TASK TO CARRY OUT = Go through the data from its first line and retype each line, stopping once the line containing "not. A missing" has been retyped.

EXERCISE DATA =
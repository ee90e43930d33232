//! Shared-secret gate for a path prefix.

use tracing::warn;

use crate::request::Request;
use crate::response::Response;
use crate::status::Status;

use super::{BoxFuture, Middleware, Next};

/// Requires `Authorization` to equal a fixed token for every path under
/// `prefix`.
///
/// The prefix matches whole segments, case-insensitively: with `/users`,
/// `/users` and `/Users/7` are protected, `/usersettings` is not. A missing
/// or different header is answered with `401 Unauthorized` and the inner
/// stages never run.
///
/// The token is compared as an opaque string. This is not a credential
/// scheme, only a shared secret.
pub struct TokenAuth {
    prefix: String,
    token: String,
}

impl TokenAuth {
    pub fn new(prefix: impl Into<String>, token: impl Into<String>) -> Self {
        Self { prefix: prefix.into(), token: token.into() }
    }

    fn protects(&self, path: &str) -> bool {
        let prefix = self.prefix.trim_end_matches('/');
        match path.get(..prefix.len()) {
            Some(head) if head.eq_ignore_ascii_case(prefix) => {
                let rest = &path[prefix.len()..];
                rest.is_empty() || rest.starts_with('/')
            }
            _ => false,
        }
    }
}

impl Middleware for TokenAuth {
    fn handle(&self, req: Request, next: Next) -> BoxFuture {
        if self.protects(req.path()) && req.header("authorization") != Some(self.token.as_str()) {
            warn!(method = %req.method(), path = req.path(), "rejected: missing or wrong token");
            return Box::pin(async {
                Response::builder().status(Status::Unauthorized).text("Unauthorized")
            });
        }
        next.run(req)
    }
}
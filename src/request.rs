//! Incoming HTTP request type.

use std::collections::HashMap;

use bytes::Bytes;

use crate::method::Method;

/// An incoming HTTP request with its body fully buffered.
///
/// The server collects the whole body before the middleware chain runs, so
/// every stage can read [`body`](Request::body) and the handler still sees
/// the same bytes. `Bytes` clones are reference-counted, not copied.
#[derive(Clone, Debug)]
pub struct Request {
    pub(crate) method: Method,
    pub(crate) path: String,
    pub(crate) query: Option<String>,
    pub(crate) headers: Vec<(String, String)>,
    pub(crate) body: Bytes,
    pub(crate) params: HashMap<String, String>,
}

impl Request {
    /// A request with no headers and an empty body. Anything after `?` in
    /// `target` becomes the query string.
    ///
    /// The server builds requests from the wire; this constructor exists for
    /// driving a [`Pipeline`](crate::middleware::Pipeline) in-process.
    pub fn new(method: Method, target: impl Into<String>) -> Self {
        let mut path = target.into();
        let query = path.find('?').map(|at| {
            let query = path[at + 1..].to_owned();
            path.truncate(at);
            query
        });
        Self {
            method,
            path,
            query,
            headers: Vec::new(),
            body: Bytes::new(),
            params: HashMap::new(),
        }
    }

    /// Appends a header. Returns `self` for chaining.
    pub fn with_header(mut self, name: &str, value: &str) -> Self {
        self.headers.push((name.to_owned(), value.to_owned()));
        self
    }

    /// Replaces the body. Returns `self` for chaining.
    pub fn with_body(mut self, body: impl Into<Bytes>) -> Self {
        self.body = body.into();
        self
    }

    pub(crate) fn from_parts(parts: http::request::Parts, method: Method, body: Bytes) -> Self {
        let headers = parts.headers.iter()
            .filter_map(|(k, v)| Some((k.as_str().to_owned(), v.to_str().ok()?.to_owned())))
            .collect();
        Self {
            method,
            path: parts.uri.path().to_owned(),
            query: parts.uri.query().map(str::to_owned),
            headers,
            body,
            params: HashMap::new(),
        }
    }

    pub fn method(&self) -> Method { self.method }
    pub fn path(&self) -> &str { &self.path }
    /// The raw query string, without the leading `?`.
    pub fn query(&self) -> Option<&str> { self.query.as_deref() }
    pub fn headers(&self) -> &[(String, String)] { &self.headers }
    pub fn body(&self) -> &[u8] { &self.body }

    /// Case-insensitive header lookup. Returns the first value.
    pub fn header(&self, name: &str) -> Option<&str> {
        self.headers.iter()
            .find(|(k, _)| k.eq_ignore_ascii_case(name))
            .map(|(_, v)| v.as_str())
    }

    /// Returns a named path parameter.
    ///
    /// For a route `/users/{id}`, `req.param("id")` on `/users/42` returns `Some("42")`.
    /// Parameters are filled in by the router, so middleware never sees them.
    pub fn param(&self, key: &str) -> Option<&str> {
        self.params.get(key).map(String::as_str)
    }
}
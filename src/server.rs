//! HTTP server and graceful shutdown.
//!
//! On SIGTERM or Ctrl-C the server stops accepting, lets every in-flight
//! connection finish, then returns from [`Server::serve`].

use std::convert::Infallible;
use std::future::Future;
use std::net::SocketAddr;

use bytes::Bytes;
use http_body_util::{BodyExt, Full, LengthLimitError, Limited};
use hyper::body::{Body, Incoming};
use hyper::service::service_fn;
use hyper_util::rt::{TokioExecutor, TokioIo};
use hyper_util::server::conn::auto::Builder as ConnBuilder;
use tokio::net::TcpListener;
use tracing::{debug, error, info, warn};

use crate::config::DEFAULT_MAX_BODY_BYTES;
use crate::error::Error;
use crate::method::Method;
use crate::middleware::App;
use crate::request::Request;
use crate::response::Response;
use crate::status::Status;

/// The HTTP server.
pub struct Server {
    addr: SocketAddr,
    body_limit: usize,
}

impl Server {
    /// Configures the server to bind to `addr` when [`serve`](Server::serve)
    /// is called.
    pub fn bind(addr: SocketAddr) -> Self {
        Self { addr, body_limit: DEFAULT_MAX_BODY_BYTES }
    }

    /// Largest request body read before answering `413 Content Too Large`.
    pub fn body_limit(mut self, bytes: usize) -> Self {
        self.body_limit = bytes;
        self
    }

    /// Starts accepting connections and running each request through `app`.
    ///
    /// Returns only after a full graceful shutdown (SIGTERM or Ctrl-C,
    /// followed by all in-flight requests completing).
    pub async fn serve(self, app: impl Into<App>) -> Result<(), Error> {
        self.serve_until(app, shutdown_signal()).await
    }

    /// Like [`serve`](Server::serve), but stops when `shutdown` resolves.
    pub async fn serve_until(
        self,
        app: impl Into<App>,
        shutdown: impl Future<Output = ()>,
    ) -> Result<(), Error> {
        let listener = TcpListener::bind(self.addr)
            .await
            .map_err(|source| Error::Bind { addr: self.addr, source })?;
        let app: App = app.into();
        let body_limit = self.body_limit;

        info!(addr = %self.addr, "roster listening");

        let mut tasks = tokio::task::JoinSet::new();
        tokio::pin!(shutdown);

        loop {
            tokio::select! {
                // Shutdown is checked first so a signal stops accepting even
                // when more connections are queued.
                biased;

                () = &mut shutdown => {
                    info!(in_flight = tasks.len(), "shutdown signal received, draining connections");
                    break;
                }

                res = listener.accept() => {
                    let (stream, peer) = match res {
                        Ok(v) => v,
                        Err(e) => {
                            error!("accept error: {e}");
                            continue;
                        }
                    };

                    let app = app.clone();
                    let io = TokioIo::new(stream);

                    tasks.spawn(async move {
                        // Called once per request on the connection.
                        let svc = service_fn(move |req| {
                            let app = app.clone();
                            async move { dispatch(app, req, peer, body_limit).await }
                        });

                        if let Err(e) = ConnBuilder::new(TokioExecutor::new())
                            .serve_connection(io, svc)
                            .await
                        {
                            error!(%peer, "connection error: {e}");
                        }
                    });
                }

                // Reap finished connection tasks so the set stays small.
                Some(_) = tasks.join_next(), if !tasks.is_empty() => {}
            }
        }

        while tasks.join_next().await.is_some() {}

        info!("roster stopped");
        Ok(())
    }
}

/// Buffers one request, runs it through the pipeline, converts the result.
///
/// Every failure is answered with a status code, so hyper never sees an error.
async fn dispatch(
    app: App,
    req: hyper::Request<Incoming>,
    peer: SocketAddr,
    body_limit: usize,
) -> Result<http::Response<Full<Bytes>>, Infallible> {
    let (parts, body) = req.into_parts();

    let method = match Method::try_from(&parts.method) {
        Ok(m) => m,
        Err(e) => {
            warn!(%peer, path = parts.uri.path(), "{e}");
            return Ok(Response::status(Status::MethodNotAllowed).into_inner());
        }
    };

    let body = match read_body(body, body_limit).await {
        Ok(body) => body,
        Err(res) => {
            warn!(%peer, path = parts.uri.path(), status = res.status_code(), "request body rejected");
            return Ok(res.into_inner());
        }
    };

    let response = app.call(Request::from_parts(parts, method, body)).await;
    Ok(response.into_inner())
}

/// Buffers a request body of at most `limit` bytes.
///
/// Too large is a 413, anything else that stops the read is a 400.
async fn read_body<B>(body: B, limit: usize) -> Result<Bytes, Response>
where
    B: Body,
    B::Error: Into<Box<dyn std::error::Error + Send + Sync>>,
{
    match Limited::new(body, limit).collect().await {
        Ok(collected) => Ok(collected.to_bytes()),
        Err(e) if e.downcast_ref::<LengthLimitError>().is_some() => {
            Err(Response::status(Status::ContentTooLarge))
        }
        Err(e) => {
            debug!("failed to read request body: {e}");
            Err(Response::status(Status::BadRequest))
        }
    }
}

/// Resolves on SIGTERM or SIGINT (Ctrl-C). Windows only has Ctrl-C.
async fn shutdown_signal() {
    let ctrl_c = async {
        tokio::signal::ctrl_c()
            .await
            .expect("failed to install Ctrl-C handler");
    };

    #[cfg(unix)]
    let sigterm = async {
        tokio::signal::unix::signal(tokio::signal::unix::SignalKind::terminate())
            .expect("failed to install SIGTERM handler")
            .recv()
            .await;
    };

    #[cfg(not(unix))]
    let sigterm = std::future::pending::<()>();

    tokio::select! {
        () = ctrl_c   => {}
        () = sigterm  => {}
    }
}

#[cfg(test)]
mod tests {
    use super::*;

    #[tokio::test]
    async fn body_within_the_limit_is_read_whole() {
        let body = read_body(Full::new(Bytes::from_static(b"{\"name\":\"Dana\"}")), 64).await.unwrap();
        assert_eq!(&body[..], b"{\"name\":\"Dana\"}");
    }

    #[tokio::test]
    async fn body_past_the_limit_is_413() {
        let res = read_body(Full::new(Bytes::from(vec![b'x'; 65])), 64).await.unwrap_err();
        assert_eq!(res.status_code(), 413);
    }

    #[tokio::test]
    async fn body_exactly_at_the_limit_is_accepted() {
        let body = read_body(Full::new(Bytes::from(vec![b'x'; 64])), 64).await.unwrap();
        assert_eq!(body.len(), 64);
    }
}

OUTPUT OF THE TASK =
repository ee90e43930d33232
//! Shared-secret gate for a path prefix.

use tracing::warn;

use crate::request::Request;
use crate::response::Response;
use crate::status::Status;

use super::{BoxFuture, Middleware, Next};

/// Requires `Authorization` to equal a fixed token for every path under
/// `prefix`.
///
/// The prefix matches whole segments, case-insensitively: with `/users`,
/// `/users` and `/Users/7` are protected, `/usersettings` is not. A missing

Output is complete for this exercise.